"""
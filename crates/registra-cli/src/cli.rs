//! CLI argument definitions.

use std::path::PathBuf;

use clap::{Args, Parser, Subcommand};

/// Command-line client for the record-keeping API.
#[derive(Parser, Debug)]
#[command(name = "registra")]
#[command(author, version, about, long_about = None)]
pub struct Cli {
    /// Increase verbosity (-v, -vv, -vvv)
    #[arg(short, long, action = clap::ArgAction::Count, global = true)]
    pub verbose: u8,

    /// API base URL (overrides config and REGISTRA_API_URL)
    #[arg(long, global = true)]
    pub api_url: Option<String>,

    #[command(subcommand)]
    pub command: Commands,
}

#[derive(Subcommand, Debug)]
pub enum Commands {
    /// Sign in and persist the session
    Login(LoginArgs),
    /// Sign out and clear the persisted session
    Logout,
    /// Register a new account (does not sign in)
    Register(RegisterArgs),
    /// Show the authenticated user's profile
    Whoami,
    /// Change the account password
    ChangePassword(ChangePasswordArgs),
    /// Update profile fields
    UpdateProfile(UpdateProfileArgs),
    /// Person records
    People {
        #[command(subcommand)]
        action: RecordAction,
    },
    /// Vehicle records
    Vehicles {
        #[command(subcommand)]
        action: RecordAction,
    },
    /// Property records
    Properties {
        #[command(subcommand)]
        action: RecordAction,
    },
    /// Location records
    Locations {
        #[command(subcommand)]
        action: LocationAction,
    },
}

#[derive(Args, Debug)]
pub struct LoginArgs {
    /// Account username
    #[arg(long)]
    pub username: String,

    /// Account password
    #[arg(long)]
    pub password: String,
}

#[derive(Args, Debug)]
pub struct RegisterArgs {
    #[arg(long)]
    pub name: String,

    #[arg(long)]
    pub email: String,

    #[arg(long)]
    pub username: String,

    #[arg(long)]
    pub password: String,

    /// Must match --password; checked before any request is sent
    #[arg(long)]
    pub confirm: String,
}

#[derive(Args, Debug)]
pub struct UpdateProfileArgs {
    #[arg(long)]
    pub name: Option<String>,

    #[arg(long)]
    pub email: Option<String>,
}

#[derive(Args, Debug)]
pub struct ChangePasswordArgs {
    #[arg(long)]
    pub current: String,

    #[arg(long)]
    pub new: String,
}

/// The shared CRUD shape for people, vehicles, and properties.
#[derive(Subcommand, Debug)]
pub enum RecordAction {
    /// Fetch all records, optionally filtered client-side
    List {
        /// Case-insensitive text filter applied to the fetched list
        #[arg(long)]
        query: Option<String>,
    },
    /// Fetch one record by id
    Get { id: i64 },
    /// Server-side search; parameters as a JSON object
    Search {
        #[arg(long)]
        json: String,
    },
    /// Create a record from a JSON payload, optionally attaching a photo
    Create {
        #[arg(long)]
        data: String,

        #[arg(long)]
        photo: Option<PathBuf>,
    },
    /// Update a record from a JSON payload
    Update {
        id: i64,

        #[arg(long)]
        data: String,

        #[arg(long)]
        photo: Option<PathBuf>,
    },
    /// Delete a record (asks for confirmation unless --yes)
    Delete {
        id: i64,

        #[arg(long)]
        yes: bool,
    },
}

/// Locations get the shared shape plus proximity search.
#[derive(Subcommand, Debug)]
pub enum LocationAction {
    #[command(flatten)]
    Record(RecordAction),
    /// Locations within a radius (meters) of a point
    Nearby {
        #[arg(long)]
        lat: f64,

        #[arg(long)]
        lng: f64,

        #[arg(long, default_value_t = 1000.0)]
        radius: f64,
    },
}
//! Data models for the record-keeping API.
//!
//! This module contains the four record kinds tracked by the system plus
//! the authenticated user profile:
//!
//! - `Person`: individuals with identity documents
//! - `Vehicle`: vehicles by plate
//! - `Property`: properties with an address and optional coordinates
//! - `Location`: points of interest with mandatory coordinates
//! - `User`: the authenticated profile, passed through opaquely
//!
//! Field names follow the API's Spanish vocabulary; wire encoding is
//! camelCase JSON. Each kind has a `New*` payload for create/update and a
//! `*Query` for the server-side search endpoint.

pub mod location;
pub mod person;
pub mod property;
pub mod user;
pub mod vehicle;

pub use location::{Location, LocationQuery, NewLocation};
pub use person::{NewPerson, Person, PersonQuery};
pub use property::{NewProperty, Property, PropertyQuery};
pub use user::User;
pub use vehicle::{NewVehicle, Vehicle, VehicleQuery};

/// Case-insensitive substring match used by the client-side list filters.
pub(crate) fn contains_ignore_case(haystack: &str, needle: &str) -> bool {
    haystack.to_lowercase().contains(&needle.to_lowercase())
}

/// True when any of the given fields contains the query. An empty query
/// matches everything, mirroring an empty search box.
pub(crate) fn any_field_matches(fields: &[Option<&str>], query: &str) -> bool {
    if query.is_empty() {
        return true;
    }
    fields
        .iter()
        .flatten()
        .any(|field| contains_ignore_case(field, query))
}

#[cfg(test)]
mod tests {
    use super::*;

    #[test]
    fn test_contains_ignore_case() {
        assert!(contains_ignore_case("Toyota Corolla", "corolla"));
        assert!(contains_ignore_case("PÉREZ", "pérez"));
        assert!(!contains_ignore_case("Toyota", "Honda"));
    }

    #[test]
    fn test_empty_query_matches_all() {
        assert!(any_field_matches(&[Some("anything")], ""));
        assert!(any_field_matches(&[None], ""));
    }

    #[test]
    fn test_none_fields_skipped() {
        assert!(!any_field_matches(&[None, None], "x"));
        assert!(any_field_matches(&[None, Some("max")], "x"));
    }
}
"""
# Brief
Wherever the string "struct" shows up in the material, copy the line that holds it.

# Answer to this problem
pub struct Cli {
pub struct LoginArgs {
pub struct RegisterArgs {
pub struct UpdateProfileArgs {
pub struct ChangePasswordArgs {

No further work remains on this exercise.